=== Source data ===

impl EncounterState {
    pub fn new(
        instance: InstanceGuid,
        template: Arc<BossTemplate>,
        max_health: u64,
        base_modifiers: DamageModifiers,
        participants: Vec<CharacterId>,
        config: EncounterConfig,
    ) -> Self {
        let armor = InterruptArmor::from(template.interrupt_armor);
        Self {
            instance,
            template,
            config,
            status: EncounterStatus::Initializing,
            health: max_health,
            max_health,
            armor,
            phase: None,
            base_modifiers,
            modifiers: base_modifiers,
            next_ready: HashMap::new(),
            buffs: HashMap::new(),
            debuffs: HashMap::new(),
            opportunity_until: None,
            enraged: false,
            adds: Vec::new(),
            participants,
        }
    }

    pub fn boss_id(&self) -> BossId {
        self.template.id
    }

    pub fn template(&self) -> &BossTemplate {
        &self.template
    }

    pub fn status(&self) -> EncounterStatus {
        self.status
    }

    pub fn is_engaged(&self) -> bool {
        self.status == EncounterStatus::Engaged
    }

    pub fn is_enraged(&self) -> bool {
        self.enraged
    }

    pub fn health(&self) -> u64 {
        self.health
    }

    pub fn armor(&self) -> InterruptArmor {
        self.armor
    }

    pub fn participants(&self) -> &[CharacterId] {
        &self.participants
    }

    pub fn set_participants(&mut self, participants: Vec<CharacterId>) {
        self.participants = participants;
    }

    pub fn health_percent(&self) -> f64 {
        if self.max_health == 0 {
            return 0.0;
        }
        self.health as f64 * 100.0 / self.max_health as f64
    }

    pub fn phase_name(&self) -> Option<&str> {
        self.current_phase().map(|p| p.name.as_str())
    }

    fn current_phase(&self) -> Option<&PhaseTemplate> {
        self.phase.and_then(|i| self.template.phases.get(i))
    }

    fn vulnerability(&self, now: Instant) -> f64 {
        let opportunity = match self.opportunity_until {
            Some(until) if until > now => self.config.opportunity_vulnerability_pct,
            _ => 0.0,
        };
        self.modifiers.vulnerability_pct + opportunity
    }

    /// Multiplier on everything the boss deals, enrage included.
    pub fn outgoing_multiplier(&self) -> f64 {
        let enrage = if self.enraged {
            self.config.enrage_multiplier
        } else {
            1.0
        };
        self.modifiers.outgoing_multiplier * enrage
    }

    fn require_engaged(&self) -> Result<(), EncounterError> {
        match self.status {
            EncounterStatus::Engaged => Ok(()),
            EncounterStatus::Defeated => Err(EncounterError::AlreadyDefeated),
            _ => Err(EncounterError::NotEngaged),
        }
    }

    /// Starts the fight at full health in the phase matching 100%.
    pub fn engage(&mut self, now: Instant, rng: &mut impl Rng) -> Result<Vec<EncounterSignal>, EncounterError> {
        match self.status {
            EncounterStatus::Engaged => return Err(EncounterError::AlreadyEngaged),
            EncounterStatus::Defeated => return Err(EncounterError::AlreadyDefeated),
            EncounterStatus::Initializing | EncounterStatus::Resetting => {}
        }

        self.clear_fight_state();
        self.status = EncounterStatus::Engaged;

        let mut signals = vec![EncounterSignal::Engaged {
            name: self.template.name.clone(),
            max_health: self.max_health,
        }];
        self.update_phase(now, rng, &mut signals);
        Ok(signals)
    }

    fn clear_fight_state(&mut self) {
        self.health = self.max_health;
        self.armor = InterruptArmor::from(self.template.interrupt_armor);
        self.phase = None;
        self.modifiers = self.base_modifiers;
        self.next_ready.clear();
        self.buffs.clear();
        self.debuffs.clear();
        self.opportunity_until = None;
        self.enraged = false;
    }

    fn update_phase(&mut self, now: Instant, rng: &mut impl Rng, signals: &mut Vec<EncounterSignal>) {
        let selected = select_phase(&self.template.phases, self.health_percent());
        if selected == self.phase {
            return;
        }
        self.phase = selected;
        let Some(index) = selected else {
            return;
        };

        let template = Arc::clone(&self.template);
        let phase = &template.phases[index];
        self.modifiers.merge(&phase.modifiers);

        let max_stagger = self.config.max_initial_stagger.as_millis() as u64;
        for ability in &phase.abilities {
            let cap = ability.cooldown_ms.min(max_stagger);
            let stagger = if cap == 0 { 0 } else { rng.gen_range(0..=cap) };
            self.next_ready
                .insert(ability.id, now + Duration::from_millis(stagger));
        }

        signals.push(EncounterSignal::PhaseChanged {
            phase: phase.name.clone(),
        });
    }

    pub fn deal_damage(
        &mut self,
        amount: u64,
        now: Instant,
        rng: &mut impl Rng,
    ) -> Result<(DamageOutcome, Vec<EncounterSignal>), EncounterError> {
        self.require_engaged()?;

        let effective = (amount as f64 * (1.0 + self.vulnerability(now) / 100.0)).round() as u64;
        let applied = effective.min(self.health);
        self.health -= applied;

        let mut signals = Vec::new();
        if self.health == 0 {
            self.status = EncounterStatus::Defeated;
            let (doomed, kept): (Vec<ActiveAdd>, Vec<ActiveAdd>) = std::mem::take(&mut self.adds)
                .into_iter()
                .partition(|add| add.despawn_with_boss);
            self.adds = kept;
            if !doomed.is_empty() {
                signals.push(EncounterSignal::Despawn(doomed.iter().map(|a| a.guid).collect()));
            }
            signals.push(EncounterSignal::Defeated);
        } else {
            self.update_phase(now, rng, &mut signals);
        }

        let outcome = DamageOutcome {
            applied,
            health: self.health,
            max_health: self.max_health,
            defeated: self.status == EncounterStatus::Defeated,
            phase: self.phase_name().map(str::to_string),
        };
        Ok((outcome, signals))
    }

    pub fn interrupt(&mut self, now: Instant) -> Result<(InterruptOutcome, Vec<EncounterSignal>), EncounterError> {
        self.require_engaged()?;

        let InterruptArmor::Finite { current, max } = self.armor else {
            return Err(EncounterError::InterruptImmune);
        };
        if current == 0 {
            return Err(EncounterError::ArmorDepleted);
        }

        let remaining = current - 1;
        if remaining > 0 {
            self.armor = InterruptArmor::Finite { current: remaining, max };
            return Ok((InterruptOutcome::Reduced { remaining }, Vec::new()));
        }

        self.armor = InterruptArmor::Finite { current: max, max };
        self.opportunity_until = Some(now + self.config.opportunity_duration);
        Ok((
            InterruptOutcome::MomentOfOpportunity { restored: max },
            vec![EncounterSignal::MomentOfOpportunity {
                duration: self.config.opportunity_duration,
            }],
        ))
    }

    /// Expires timed effects and fires every ready ability of the current
    /// phase, in phase-definition order.
    pub fn tick(&mut self, now: Instant) -> Vec<EncounterSignal> {
        if !self.is_engaged() {
            return Vec::new();
        }

        self.buffs.retain(|_, until| *until > now);
        self.debuffs.retain(|_, until| *until > now);
        if matches!(self.opportunity_until, Some(until) if until <= now) {
            self.opportunity_until = None;
        }

        let Some(index) = self.phase else {
            return Vec::new();
        };
        let template = Arc::clone(&self.template);
        let multiplier = self.outgoing_multiplier();
        let mut signals = Vec::new();

        for ability in &template.phases[index].abilities {
            let ready = self.next_ready.get(&ability.id).is_some_and(|at| *at <= now);
            if !ready {
                continue;
            }
            self.next_ready
                .insert(ability.id, now + Duration::from_millis(ability.cooldown_ms));

            for effect in &ability.effects {
                let effect = self.resolve_effect(effect, multiplier, now);
                signals.push(EncounterSignal::Effect {
                    ability_id: ability.id,
                    effect,
                });
            }
        }
        signals
    }

    fn resolve_effect(&mut self, effect: &EffectTemplate, multiplier: f64, now: Instant) -> EffectTemplate {
        match effect {
            EffectTemplate::Damage { amount, school } => EffectTemplate::Damage {
                amount: scale(*amount, multiplier),
                school: school.clone(),
            },
            EffectTemplate::Telegraph {
                shape,
                radius,
                duration_ms,
                damage,
            } => EffectTemplate::Telegraph {
                shape: *shape,
                radius: *radius,
                duration_ms: *duration_ms,
                damage: scale(*damage, multiplier),
            },
            EffectTemplate::Buff { spell_id, duration_ms } => {
                self.buffs
                    .insert(*spell_id, now + Duration::from_millis(*duration_ms));
                effect.clone()
            }
            EffectTemplate::Debuff { spell_id, duration_ms } => {
                let until = now + Duration::from_millis(*duration_ms);
                for character in &self.participants {
                    self.debuffs.insert((*spell_id, *character), until);
                }
                effect.clone()
            }
            other => other.clone(),
        }
    }

    /// Applies the soft enrage. Returns nothing if already enraged or not engaged.
    pub fn enrage(&mut self) -> Vec<EncounterSignal> {
        if !self.is_engaged() || self.enraged {
            return Vec::new();
        }
        self.enraged = true;
        vec![EncounterSignal::Enraged]
    }

    pub fn register_add(&mut self, add: ActiveAdd) {
        self.adds.push(add);
    }

    /// Everyone died: the fight is abandoned and every add goes away.
    pub fn wipe(&mut self) -> Vec<EncounterSignal> {
        if !self.is_engaged() {
            return Vec::new();
        }
        self.status = EncounterStatus::Resetting;
        let mut signals = Vec::new();
        let adds: Vec<CreatureGuid> = self.adds.drain(..).map(|a| a.guid).collect();
        if !adds.is_empty() {
            signals.push(EncounterSignal::Despawn(adds));
        }
        signals.push(EncounterSignal::Wiped);
        signals
    }

    pub fn snapshot(&self, now: Instant) -> EncounterSnapshot {
        EncounterSnapshot {
            instance: self.instance,
            boss_id: self.template.id,
            name: self.template.name.clone(),
            status: self.status,
            health: self.health,
            max_health: self.max_health,
            health_percent: self.health_percent(),
            phase: self.phase_name().map(str::to_string),
            armor: self.armor,
            vulnerability_pct: self.vulnerability(now),
            outgoing_multiplier: self.outgoing_multiplier(),
            enraged: self.enraged,
            adds: self.adds.len(),
            buffs: self.buffs.len(),
            debuffs: self.debuffs.len(),
        }
    }
}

===

Would you set down, word for word, the lines from the opening of the entries above through the line with "if self.max_health == 0", both included, and no others?

Your response:
impl EncounterState {
    pub fn new(
        instance: InstanceGuid,
        template: Arc<BossTemplate>,
        max_health: u64,
        base_modifiers: DamageModifiers,
        participants: Vec<CharacterId>,
        config: EncounterConfig,
    ) -> Self {
        let armor = InterruptArmor::from(template.interrupt_armor);
        Self {
            instance,
            template,
            config,
            status: EncounterStatus::Initializing,
            health: max_health,
            max_health,
            armor,
            phase: None,
            base_modifiers,
            modifiers: base_modifiers,
            next_ready: HashMap::new(),
            buffs: HashMap::new(),
            debuffs: HashMap::new(),
            opportunity_until: None,
            enraged: false,
            adds: Vec::new(),
            participants,
        }
    }

    pub fn boss_id(&self) -> BossId {
        self.template.id
    }

    pub fn template(&self) -> &BossTemplate {
        &self.template
    }

    pub fn status(&self) -> EncounterStatus {
        self.status
    }

    pub fn is_engaged(&self) -> bool {
        self.status == EncounterStatus::Engaged
    }

    pub fn is_enraged(&self) -> bool {
        self.enraged
    }

    pub fn health(&self) -> u64 {
        self.health
    }

    pub fn armor(&self) -> InterruptArmor {
        self.armor
    }

    pub fn participants(&self) -> &[CharacterId] {
        &self.participants
    }

    pub fn set_participants(&mut self, participants: Vec<CharacterId>) {
        self.participants = participants;
    }

    pub fn health_percent(&self) -> f64 {
        if self.max_health == 0 {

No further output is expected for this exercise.